# Available data:
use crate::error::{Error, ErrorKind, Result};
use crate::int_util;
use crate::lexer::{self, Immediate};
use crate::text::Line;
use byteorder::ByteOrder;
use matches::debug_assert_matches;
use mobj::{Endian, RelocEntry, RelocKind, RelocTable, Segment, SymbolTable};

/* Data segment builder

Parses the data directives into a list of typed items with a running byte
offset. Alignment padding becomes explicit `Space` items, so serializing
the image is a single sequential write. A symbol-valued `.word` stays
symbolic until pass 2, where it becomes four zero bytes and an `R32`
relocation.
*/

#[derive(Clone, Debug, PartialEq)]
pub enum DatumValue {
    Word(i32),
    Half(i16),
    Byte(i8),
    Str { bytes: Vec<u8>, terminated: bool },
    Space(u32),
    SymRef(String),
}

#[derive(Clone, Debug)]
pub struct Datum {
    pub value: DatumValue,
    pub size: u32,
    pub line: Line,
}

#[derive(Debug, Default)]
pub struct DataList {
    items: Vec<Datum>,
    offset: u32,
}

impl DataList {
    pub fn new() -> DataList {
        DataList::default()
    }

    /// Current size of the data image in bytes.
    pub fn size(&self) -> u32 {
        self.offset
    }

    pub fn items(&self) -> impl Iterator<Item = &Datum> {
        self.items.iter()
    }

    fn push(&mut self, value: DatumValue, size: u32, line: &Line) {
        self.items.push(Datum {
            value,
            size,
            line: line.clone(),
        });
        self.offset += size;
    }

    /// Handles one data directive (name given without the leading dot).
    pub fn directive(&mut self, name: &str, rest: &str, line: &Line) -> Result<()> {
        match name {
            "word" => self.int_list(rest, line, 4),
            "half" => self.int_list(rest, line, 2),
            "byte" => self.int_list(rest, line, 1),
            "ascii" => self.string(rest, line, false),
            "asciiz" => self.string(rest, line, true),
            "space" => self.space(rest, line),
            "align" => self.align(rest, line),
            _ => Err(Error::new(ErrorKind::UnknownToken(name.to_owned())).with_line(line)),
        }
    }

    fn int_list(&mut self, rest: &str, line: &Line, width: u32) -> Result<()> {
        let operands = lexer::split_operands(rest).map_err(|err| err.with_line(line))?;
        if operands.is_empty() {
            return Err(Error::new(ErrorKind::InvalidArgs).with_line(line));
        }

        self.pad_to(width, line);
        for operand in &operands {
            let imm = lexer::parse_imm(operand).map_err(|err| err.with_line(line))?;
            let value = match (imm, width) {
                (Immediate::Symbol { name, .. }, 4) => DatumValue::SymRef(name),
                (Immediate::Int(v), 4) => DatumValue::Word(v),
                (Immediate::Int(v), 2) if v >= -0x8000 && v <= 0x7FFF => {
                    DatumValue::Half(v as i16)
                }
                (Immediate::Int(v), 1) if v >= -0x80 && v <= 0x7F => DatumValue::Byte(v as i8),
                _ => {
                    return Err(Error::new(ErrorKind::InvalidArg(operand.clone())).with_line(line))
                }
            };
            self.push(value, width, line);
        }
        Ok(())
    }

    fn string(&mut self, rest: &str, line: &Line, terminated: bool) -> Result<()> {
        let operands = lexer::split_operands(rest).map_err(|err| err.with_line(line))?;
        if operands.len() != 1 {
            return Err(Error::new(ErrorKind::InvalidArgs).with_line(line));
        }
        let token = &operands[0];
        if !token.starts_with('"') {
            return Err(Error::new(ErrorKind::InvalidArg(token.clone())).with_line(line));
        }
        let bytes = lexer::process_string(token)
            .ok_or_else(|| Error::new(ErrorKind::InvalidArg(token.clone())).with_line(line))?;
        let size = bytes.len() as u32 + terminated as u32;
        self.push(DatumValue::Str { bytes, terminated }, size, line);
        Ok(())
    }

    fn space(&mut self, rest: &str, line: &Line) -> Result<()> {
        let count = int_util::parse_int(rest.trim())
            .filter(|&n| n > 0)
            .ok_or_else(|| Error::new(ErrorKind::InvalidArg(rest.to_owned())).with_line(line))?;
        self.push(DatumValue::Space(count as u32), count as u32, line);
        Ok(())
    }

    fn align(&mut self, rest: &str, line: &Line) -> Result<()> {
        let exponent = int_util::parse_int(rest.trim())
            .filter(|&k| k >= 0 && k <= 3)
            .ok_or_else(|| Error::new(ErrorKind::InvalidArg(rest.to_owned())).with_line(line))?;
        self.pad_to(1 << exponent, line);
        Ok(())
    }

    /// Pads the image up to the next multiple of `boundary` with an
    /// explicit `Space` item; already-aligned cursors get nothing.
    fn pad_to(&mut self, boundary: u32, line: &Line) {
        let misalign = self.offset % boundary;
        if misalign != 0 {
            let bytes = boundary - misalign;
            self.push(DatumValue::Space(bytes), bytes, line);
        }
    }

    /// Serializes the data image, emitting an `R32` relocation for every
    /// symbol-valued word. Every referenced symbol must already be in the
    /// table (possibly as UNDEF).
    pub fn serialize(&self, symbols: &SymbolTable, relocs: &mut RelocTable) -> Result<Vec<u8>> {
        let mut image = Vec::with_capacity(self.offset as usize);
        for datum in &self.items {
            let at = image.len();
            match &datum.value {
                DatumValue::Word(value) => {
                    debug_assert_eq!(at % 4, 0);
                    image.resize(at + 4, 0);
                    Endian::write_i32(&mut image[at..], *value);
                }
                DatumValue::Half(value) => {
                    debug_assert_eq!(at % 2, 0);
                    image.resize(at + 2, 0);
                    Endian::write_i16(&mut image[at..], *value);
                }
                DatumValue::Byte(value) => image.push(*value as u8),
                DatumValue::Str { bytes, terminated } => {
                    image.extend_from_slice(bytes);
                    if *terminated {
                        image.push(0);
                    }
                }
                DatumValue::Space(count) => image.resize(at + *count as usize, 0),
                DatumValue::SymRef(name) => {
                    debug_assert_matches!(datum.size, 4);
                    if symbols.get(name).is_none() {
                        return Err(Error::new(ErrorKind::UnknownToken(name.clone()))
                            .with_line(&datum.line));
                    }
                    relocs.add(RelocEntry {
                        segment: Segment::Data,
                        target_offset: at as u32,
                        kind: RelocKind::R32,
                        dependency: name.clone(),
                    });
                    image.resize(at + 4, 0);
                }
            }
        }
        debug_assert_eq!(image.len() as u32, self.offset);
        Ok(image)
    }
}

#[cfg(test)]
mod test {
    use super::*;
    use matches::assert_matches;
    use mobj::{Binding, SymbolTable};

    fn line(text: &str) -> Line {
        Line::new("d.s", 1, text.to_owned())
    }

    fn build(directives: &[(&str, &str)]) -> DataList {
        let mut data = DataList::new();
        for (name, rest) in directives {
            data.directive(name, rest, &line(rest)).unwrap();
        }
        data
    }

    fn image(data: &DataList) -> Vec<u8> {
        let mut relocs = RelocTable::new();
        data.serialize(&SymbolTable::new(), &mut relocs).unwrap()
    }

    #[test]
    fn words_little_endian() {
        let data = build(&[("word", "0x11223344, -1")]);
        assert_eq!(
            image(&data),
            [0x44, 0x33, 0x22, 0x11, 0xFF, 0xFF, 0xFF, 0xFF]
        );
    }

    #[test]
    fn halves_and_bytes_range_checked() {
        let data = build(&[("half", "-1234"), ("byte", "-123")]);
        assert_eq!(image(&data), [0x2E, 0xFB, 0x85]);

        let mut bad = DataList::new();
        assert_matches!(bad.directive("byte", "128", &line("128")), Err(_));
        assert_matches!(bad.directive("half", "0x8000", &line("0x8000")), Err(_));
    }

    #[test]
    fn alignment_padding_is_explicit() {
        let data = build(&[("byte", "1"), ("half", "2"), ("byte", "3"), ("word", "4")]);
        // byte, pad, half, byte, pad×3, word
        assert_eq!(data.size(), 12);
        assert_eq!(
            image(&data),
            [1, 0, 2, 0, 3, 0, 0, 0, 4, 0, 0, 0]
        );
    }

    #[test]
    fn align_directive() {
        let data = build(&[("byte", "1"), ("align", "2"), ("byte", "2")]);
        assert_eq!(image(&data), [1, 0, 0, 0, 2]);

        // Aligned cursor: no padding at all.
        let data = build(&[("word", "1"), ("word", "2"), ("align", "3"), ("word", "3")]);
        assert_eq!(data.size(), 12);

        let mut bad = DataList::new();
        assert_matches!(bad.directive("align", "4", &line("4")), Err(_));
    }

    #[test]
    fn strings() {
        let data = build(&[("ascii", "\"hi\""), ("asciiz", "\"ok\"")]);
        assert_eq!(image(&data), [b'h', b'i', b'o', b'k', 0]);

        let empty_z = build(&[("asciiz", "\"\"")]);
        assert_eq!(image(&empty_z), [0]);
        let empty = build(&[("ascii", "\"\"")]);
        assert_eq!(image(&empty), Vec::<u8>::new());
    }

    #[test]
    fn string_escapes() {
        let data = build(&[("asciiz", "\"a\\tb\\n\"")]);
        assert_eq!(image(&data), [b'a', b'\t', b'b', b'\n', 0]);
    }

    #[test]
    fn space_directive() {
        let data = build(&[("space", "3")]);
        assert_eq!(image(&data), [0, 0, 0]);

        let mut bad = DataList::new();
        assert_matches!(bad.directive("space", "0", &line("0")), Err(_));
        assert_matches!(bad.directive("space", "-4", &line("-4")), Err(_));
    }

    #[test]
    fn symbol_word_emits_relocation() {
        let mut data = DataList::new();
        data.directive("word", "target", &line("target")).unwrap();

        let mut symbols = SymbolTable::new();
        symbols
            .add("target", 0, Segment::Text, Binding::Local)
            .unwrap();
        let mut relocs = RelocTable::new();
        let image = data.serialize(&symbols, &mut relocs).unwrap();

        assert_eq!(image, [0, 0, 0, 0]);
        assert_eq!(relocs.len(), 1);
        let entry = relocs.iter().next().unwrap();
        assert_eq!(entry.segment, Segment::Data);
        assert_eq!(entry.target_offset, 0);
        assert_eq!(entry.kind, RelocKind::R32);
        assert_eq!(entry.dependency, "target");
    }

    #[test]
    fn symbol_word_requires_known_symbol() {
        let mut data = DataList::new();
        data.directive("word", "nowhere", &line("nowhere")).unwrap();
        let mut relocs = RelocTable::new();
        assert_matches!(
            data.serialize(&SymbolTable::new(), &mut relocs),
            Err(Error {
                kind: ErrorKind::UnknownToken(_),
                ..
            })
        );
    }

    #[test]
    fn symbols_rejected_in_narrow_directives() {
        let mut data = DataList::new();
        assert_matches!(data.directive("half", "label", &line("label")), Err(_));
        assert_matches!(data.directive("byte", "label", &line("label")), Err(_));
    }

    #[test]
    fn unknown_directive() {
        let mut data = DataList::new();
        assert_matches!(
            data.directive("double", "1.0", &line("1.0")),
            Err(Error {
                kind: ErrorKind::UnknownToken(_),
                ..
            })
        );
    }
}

...

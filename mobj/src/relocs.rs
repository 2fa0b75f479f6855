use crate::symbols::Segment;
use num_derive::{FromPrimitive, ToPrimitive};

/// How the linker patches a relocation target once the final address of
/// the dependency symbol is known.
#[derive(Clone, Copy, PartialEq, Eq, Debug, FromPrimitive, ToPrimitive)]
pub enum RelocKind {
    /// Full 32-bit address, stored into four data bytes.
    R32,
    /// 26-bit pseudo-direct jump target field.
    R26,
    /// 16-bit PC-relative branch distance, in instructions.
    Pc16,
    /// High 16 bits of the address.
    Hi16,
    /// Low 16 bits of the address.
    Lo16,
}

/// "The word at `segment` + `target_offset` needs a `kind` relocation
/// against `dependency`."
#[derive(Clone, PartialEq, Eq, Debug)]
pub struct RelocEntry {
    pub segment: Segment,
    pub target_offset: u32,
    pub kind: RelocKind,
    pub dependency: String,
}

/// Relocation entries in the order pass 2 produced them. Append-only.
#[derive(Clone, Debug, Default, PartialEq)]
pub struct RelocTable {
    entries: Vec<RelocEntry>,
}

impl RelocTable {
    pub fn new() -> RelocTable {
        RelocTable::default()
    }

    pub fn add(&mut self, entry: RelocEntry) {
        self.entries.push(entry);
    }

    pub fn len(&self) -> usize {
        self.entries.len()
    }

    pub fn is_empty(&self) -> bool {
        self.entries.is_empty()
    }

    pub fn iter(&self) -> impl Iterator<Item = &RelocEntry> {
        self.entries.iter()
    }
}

* * *

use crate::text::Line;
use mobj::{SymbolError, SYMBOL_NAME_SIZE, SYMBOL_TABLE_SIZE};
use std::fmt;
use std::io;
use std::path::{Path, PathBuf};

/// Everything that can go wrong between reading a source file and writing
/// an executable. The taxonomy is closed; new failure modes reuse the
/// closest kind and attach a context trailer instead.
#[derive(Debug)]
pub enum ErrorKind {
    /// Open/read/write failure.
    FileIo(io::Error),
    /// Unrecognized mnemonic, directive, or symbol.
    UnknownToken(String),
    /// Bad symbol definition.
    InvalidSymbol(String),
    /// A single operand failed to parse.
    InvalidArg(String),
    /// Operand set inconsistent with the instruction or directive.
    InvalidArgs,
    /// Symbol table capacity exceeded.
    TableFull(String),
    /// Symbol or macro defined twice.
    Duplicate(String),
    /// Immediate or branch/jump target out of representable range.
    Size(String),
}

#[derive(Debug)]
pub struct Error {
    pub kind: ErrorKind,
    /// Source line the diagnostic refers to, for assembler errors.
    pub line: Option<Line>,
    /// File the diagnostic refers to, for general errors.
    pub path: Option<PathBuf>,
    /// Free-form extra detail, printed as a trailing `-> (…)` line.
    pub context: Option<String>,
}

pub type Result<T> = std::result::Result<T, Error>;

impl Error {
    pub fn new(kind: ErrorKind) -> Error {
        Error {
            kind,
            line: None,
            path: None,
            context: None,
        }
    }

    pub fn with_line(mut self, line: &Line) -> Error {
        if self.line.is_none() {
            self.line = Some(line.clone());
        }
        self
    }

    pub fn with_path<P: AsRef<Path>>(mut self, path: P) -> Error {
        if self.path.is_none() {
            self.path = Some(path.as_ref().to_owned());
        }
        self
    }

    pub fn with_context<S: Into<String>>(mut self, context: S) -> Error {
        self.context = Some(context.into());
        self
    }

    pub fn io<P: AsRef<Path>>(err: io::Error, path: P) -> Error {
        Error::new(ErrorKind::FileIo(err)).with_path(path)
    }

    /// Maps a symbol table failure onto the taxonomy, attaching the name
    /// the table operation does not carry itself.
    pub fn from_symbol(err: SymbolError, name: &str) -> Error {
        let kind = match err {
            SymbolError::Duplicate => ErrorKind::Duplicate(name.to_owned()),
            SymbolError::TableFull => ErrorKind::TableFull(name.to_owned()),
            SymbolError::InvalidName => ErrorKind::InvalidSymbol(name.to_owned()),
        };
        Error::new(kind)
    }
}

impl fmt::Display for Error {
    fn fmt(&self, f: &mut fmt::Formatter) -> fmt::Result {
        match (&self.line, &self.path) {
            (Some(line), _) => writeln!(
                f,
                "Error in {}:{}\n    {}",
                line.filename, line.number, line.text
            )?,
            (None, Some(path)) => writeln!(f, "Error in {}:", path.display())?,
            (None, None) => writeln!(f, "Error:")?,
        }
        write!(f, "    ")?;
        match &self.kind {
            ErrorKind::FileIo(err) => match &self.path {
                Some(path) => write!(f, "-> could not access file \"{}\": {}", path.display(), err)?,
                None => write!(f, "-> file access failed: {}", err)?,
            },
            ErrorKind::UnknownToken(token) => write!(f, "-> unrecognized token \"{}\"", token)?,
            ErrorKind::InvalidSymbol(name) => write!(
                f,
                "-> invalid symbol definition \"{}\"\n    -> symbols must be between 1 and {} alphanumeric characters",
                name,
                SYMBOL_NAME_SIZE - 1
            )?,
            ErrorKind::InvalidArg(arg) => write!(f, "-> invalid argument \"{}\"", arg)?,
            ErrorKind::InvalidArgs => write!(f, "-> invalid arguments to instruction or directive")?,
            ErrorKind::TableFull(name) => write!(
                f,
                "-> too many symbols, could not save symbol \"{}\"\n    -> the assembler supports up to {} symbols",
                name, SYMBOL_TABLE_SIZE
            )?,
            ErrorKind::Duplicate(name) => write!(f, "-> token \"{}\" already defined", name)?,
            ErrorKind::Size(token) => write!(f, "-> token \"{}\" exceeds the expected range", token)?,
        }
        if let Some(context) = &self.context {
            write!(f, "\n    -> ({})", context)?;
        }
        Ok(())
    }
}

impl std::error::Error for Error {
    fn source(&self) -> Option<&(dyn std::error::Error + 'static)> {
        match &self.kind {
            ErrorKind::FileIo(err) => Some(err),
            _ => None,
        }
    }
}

# Task instructions:
Please say how many lines in the entries hold the string "failure". Give only the number.

# Answer to the exercise:
3